- PROBLEM STATEMENT
In the entries below, find the line with "pub fn species_of(path: &str)" and print exactly every line from there up to and including the line with "repository 09d1b8a493ecaf99", with no other lines.

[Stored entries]
== Segment start ==
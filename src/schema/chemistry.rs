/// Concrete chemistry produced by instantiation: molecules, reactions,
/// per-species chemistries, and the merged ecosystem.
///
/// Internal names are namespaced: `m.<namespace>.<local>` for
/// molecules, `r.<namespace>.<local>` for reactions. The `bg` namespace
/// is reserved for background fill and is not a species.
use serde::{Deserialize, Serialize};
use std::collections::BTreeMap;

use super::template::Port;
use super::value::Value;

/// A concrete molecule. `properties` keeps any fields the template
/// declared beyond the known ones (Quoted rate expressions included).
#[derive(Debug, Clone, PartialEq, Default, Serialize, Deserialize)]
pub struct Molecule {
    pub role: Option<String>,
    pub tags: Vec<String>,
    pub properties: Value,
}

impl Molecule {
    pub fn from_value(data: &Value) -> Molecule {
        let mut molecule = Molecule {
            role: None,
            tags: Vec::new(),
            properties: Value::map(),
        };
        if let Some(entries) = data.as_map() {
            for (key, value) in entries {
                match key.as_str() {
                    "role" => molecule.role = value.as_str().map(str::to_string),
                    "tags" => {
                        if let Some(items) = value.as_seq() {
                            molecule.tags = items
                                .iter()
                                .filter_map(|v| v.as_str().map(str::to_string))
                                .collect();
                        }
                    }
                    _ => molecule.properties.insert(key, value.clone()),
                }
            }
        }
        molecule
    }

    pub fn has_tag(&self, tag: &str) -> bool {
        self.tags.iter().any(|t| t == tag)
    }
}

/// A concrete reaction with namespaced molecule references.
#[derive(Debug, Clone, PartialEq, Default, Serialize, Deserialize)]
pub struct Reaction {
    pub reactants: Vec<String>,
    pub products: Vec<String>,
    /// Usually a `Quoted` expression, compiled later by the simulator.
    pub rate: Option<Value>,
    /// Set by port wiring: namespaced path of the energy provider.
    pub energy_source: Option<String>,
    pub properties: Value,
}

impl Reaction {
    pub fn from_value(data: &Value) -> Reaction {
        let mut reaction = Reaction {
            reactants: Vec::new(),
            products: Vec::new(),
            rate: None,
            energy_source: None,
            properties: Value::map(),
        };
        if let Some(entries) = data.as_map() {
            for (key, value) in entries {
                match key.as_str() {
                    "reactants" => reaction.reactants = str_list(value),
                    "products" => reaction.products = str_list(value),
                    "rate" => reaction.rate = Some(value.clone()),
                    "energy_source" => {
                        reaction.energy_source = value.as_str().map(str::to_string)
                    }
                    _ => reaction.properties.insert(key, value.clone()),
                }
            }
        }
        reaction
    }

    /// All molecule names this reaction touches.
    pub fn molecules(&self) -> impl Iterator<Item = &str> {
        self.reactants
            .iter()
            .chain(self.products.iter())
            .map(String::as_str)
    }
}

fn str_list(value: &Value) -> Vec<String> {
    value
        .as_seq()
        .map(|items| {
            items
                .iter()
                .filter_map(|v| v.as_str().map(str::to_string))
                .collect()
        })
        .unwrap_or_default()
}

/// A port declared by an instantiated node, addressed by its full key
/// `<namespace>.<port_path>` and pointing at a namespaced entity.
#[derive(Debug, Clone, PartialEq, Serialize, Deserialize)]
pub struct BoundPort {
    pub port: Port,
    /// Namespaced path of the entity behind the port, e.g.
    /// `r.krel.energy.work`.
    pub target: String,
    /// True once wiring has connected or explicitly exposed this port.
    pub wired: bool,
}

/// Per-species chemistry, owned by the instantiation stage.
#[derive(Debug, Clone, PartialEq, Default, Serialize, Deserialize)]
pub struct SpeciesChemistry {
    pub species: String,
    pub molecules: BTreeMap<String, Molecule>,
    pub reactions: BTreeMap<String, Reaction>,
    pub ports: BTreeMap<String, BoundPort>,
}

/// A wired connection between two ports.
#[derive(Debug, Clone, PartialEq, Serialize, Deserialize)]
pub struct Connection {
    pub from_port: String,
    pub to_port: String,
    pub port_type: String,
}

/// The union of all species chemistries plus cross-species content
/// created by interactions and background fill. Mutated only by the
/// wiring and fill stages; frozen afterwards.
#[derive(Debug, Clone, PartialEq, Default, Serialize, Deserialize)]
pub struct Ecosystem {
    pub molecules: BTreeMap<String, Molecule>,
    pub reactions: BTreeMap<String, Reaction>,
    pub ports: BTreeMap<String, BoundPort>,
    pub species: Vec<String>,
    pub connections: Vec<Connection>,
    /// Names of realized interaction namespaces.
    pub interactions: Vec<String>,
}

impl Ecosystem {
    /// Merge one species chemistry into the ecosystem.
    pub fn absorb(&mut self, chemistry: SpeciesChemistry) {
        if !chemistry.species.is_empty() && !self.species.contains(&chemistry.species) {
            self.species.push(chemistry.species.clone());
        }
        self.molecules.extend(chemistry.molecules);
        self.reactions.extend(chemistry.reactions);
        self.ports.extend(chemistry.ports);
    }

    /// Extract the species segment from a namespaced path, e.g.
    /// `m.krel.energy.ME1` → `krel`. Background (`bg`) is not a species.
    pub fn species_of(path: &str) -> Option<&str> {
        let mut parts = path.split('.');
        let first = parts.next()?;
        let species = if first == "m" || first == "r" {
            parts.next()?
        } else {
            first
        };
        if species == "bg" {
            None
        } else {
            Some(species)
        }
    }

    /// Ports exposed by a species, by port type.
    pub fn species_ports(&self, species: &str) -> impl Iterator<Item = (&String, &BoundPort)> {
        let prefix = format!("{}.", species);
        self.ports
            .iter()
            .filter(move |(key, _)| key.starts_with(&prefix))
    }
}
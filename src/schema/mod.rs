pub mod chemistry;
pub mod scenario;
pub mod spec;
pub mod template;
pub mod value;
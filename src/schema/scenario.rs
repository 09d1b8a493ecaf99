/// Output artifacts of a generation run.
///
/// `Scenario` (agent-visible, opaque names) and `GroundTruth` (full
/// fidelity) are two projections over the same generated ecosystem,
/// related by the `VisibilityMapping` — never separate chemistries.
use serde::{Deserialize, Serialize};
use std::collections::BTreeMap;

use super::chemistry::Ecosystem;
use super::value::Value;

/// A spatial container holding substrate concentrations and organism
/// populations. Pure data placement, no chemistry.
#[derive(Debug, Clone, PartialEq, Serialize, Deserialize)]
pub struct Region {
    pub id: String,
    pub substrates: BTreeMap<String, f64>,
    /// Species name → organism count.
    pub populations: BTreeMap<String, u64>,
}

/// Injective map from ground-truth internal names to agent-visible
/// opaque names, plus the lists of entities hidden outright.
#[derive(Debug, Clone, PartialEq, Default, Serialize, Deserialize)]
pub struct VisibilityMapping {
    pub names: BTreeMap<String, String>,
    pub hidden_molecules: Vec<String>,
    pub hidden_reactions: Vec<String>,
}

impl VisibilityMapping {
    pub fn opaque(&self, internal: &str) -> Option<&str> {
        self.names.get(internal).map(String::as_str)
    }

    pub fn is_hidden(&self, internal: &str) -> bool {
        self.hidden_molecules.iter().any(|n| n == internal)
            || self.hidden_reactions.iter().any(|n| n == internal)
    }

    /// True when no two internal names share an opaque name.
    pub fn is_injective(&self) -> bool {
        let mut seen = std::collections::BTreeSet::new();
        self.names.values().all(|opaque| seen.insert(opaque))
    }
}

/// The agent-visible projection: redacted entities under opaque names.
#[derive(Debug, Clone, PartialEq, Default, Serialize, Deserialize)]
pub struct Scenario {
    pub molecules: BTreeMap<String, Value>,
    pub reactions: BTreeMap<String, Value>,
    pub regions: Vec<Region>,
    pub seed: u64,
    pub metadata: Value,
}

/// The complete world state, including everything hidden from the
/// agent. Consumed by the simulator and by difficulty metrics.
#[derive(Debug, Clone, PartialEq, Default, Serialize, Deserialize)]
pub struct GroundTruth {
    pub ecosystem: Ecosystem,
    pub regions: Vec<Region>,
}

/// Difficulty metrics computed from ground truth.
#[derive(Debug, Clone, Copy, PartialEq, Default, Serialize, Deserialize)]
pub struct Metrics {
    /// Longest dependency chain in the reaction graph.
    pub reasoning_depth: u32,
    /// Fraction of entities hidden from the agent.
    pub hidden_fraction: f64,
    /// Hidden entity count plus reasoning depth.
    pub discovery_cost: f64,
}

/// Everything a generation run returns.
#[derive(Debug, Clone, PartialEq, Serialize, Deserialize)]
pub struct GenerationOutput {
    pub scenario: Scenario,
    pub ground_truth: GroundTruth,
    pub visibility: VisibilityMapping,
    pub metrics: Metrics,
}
== Segment end ==
- OUTPUT FOR THIS EXERCISE
    pub fn species_of(path: &str) -> Option<&str> {
        let mut parts = path.split('.');
        let first = parts.next()?;
        let species = if first == "m" || first == "r" {
            parts.next()?
        } else {
            first
        };
        if species == "bg" {
            None
        } else {
            Some(species)
        }
    }

    /// Ports exposed by a species, by port type.
    pub fn species_ports(&self, species: &str) -> impl Iterator<Item = (&String, &BoundPort)> {
        let prefix = format!("{}.", species);
        self.ports
            .iter()
            .filter(move |(key, _)| key.starts_with(&prefix))
    }
}
filename src/schema/mod.rs
pub mod chemistry;
pub mod scenario;
pub mod spec;
pub mod template;
pub mod value;
filename src/schema/scenario.rs
repository 09d1b8a493ecaf99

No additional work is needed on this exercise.